→ To do
Your task is to work out how many lines in the data include the word "BDPTRenderer". Reply with the number alone.

=== Recorded information ===

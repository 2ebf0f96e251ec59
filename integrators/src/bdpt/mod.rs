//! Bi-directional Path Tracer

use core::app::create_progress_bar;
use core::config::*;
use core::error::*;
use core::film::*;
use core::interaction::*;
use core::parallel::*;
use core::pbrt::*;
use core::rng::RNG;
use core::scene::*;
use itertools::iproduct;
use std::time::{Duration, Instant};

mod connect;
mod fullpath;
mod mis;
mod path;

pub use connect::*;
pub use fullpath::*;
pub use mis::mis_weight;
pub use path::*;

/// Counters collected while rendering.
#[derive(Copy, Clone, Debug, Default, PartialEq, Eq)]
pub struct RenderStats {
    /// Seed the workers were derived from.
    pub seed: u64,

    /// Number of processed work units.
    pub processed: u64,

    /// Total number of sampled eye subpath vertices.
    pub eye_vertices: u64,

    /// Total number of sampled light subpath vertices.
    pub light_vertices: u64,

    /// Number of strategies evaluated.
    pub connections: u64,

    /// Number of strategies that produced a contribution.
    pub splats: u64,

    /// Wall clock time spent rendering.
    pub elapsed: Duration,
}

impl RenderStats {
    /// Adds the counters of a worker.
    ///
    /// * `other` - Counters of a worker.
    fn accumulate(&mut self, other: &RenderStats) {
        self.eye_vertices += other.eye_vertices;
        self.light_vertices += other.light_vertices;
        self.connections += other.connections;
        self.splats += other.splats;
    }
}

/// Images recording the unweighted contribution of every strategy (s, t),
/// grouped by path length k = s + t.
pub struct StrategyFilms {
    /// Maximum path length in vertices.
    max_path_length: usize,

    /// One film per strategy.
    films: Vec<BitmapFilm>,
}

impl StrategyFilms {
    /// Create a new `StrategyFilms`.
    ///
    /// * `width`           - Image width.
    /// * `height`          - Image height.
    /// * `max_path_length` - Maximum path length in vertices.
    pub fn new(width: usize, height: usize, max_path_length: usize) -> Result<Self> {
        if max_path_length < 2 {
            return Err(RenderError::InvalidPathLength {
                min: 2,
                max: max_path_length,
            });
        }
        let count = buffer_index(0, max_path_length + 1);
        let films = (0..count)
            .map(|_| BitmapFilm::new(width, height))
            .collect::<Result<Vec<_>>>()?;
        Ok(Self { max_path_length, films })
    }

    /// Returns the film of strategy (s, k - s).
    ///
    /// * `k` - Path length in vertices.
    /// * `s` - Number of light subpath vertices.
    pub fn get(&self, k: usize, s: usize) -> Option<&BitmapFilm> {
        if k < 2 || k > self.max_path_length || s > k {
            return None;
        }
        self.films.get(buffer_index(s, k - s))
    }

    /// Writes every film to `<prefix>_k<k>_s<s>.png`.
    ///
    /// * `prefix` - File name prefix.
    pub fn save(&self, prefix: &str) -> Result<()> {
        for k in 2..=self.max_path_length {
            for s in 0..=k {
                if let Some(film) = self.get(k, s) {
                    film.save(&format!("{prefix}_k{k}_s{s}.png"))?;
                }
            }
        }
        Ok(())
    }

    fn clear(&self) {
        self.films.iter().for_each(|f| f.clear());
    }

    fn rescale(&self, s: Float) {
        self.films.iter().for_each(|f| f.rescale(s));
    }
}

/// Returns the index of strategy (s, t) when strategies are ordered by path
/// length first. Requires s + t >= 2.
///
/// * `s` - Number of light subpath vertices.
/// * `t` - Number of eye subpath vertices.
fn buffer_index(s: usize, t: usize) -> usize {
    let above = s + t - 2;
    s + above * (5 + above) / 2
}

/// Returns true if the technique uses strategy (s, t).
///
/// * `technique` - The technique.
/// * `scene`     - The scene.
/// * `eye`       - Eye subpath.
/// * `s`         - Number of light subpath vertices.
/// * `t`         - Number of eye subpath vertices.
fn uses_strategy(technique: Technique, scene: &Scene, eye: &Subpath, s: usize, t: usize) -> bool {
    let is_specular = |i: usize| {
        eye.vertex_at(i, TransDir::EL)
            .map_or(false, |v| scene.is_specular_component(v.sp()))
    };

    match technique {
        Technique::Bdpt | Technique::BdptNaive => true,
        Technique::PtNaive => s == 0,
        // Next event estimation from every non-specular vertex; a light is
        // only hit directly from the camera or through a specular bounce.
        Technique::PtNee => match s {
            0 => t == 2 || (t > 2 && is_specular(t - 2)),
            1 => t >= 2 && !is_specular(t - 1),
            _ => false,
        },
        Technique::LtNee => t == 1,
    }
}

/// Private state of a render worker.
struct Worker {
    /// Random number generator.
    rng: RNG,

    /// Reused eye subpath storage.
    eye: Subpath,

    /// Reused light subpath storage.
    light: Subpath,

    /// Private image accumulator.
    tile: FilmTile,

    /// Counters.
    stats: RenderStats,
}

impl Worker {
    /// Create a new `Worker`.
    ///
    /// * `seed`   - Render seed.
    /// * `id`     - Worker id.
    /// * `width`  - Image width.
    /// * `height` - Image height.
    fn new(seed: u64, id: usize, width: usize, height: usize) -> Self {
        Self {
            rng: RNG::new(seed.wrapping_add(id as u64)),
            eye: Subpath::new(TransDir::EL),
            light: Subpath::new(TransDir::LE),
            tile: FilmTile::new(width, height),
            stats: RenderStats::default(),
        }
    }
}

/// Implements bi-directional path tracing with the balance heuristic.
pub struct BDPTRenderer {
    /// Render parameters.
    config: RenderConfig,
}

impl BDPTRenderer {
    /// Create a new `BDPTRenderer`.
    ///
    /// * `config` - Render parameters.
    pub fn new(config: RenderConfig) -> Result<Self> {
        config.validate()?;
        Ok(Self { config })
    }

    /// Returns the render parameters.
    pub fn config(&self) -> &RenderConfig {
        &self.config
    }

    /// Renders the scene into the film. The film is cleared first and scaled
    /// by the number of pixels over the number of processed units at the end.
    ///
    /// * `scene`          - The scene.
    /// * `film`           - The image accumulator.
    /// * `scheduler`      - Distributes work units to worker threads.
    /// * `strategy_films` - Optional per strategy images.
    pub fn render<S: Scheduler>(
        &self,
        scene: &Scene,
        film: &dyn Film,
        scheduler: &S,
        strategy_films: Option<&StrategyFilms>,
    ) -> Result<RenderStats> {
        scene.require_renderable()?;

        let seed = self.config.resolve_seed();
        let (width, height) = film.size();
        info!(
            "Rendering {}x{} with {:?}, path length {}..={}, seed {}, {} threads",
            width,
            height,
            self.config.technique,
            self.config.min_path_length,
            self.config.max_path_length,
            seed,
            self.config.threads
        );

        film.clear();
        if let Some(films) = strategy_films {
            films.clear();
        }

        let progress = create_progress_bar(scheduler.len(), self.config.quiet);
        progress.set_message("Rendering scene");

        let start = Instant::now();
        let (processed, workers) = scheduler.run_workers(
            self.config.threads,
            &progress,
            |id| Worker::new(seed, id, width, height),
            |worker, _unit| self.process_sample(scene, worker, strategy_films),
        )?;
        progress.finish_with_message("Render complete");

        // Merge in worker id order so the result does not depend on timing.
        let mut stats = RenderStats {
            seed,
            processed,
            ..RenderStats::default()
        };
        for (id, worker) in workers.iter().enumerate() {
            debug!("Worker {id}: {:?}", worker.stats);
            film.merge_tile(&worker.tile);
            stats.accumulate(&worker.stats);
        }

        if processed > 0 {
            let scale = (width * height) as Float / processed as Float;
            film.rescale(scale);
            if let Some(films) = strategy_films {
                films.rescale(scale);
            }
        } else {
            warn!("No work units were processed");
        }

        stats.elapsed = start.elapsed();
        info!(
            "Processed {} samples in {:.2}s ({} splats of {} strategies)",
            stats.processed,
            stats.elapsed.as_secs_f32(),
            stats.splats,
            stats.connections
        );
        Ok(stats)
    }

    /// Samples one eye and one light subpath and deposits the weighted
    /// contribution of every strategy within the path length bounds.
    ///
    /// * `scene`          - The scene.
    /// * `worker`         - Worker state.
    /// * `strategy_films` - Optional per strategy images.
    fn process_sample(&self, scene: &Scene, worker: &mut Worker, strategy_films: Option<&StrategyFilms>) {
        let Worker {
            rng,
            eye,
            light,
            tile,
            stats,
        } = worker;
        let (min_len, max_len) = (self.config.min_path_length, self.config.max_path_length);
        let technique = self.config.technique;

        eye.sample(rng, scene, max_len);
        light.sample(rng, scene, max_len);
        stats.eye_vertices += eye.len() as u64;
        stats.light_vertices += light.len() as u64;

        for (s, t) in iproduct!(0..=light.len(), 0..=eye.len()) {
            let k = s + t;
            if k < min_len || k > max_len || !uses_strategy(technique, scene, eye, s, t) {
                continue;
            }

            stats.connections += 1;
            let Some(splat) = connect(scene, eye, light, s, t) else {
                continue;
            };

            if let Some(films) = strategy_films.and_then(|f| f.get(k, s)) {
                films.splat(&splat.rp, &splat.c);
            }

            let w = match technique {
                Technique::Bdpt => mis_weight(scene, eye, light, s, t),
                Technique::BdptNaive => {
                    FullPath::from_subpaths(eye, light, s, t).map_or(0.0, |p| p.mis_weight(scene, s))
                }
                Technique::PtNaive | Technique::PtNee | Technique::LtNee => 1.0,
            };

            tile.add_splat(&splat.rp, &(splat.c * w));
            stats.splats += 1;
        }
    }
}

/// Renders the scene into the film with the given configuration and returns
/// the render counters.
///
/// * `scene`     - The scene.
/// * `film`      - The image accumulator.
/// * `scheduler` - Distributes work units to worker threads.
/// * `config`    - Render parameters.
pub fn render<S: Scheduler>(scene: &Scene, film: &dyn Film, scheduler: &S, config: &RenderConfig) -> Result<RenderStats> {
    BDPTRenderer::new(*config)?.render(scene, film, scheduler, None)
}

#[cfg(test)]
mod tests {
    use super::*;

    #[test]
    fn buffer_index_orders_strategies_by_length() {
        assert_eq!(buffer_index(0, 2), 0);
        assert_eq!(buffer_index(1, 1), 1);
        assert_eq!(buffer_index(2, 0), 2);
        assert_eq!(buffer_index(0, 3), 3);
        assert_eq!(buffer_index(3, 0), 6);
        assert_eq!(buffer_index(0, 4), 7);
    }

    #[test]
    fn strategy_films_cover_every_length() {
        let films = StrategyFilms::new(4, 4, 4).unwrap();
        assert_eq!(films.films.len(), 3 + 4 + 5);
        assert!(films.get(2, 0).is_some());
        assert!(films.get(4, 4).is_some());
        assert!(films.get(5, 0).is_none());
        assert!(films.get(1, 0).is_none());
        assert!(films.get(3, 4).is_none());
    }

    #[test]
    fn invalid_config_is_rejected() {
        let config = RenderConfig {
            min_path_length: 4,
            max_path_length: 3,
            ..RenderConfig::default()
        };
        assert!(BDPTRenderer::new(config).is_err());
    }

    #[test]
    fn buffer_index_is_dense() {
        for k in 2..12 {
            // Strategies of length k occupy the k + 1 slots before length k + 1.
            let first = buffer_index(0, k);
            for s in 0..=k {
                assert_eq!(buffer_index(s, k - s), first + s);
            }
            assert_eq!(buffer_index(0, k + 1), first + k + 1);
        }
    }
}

===

→ Completed task
5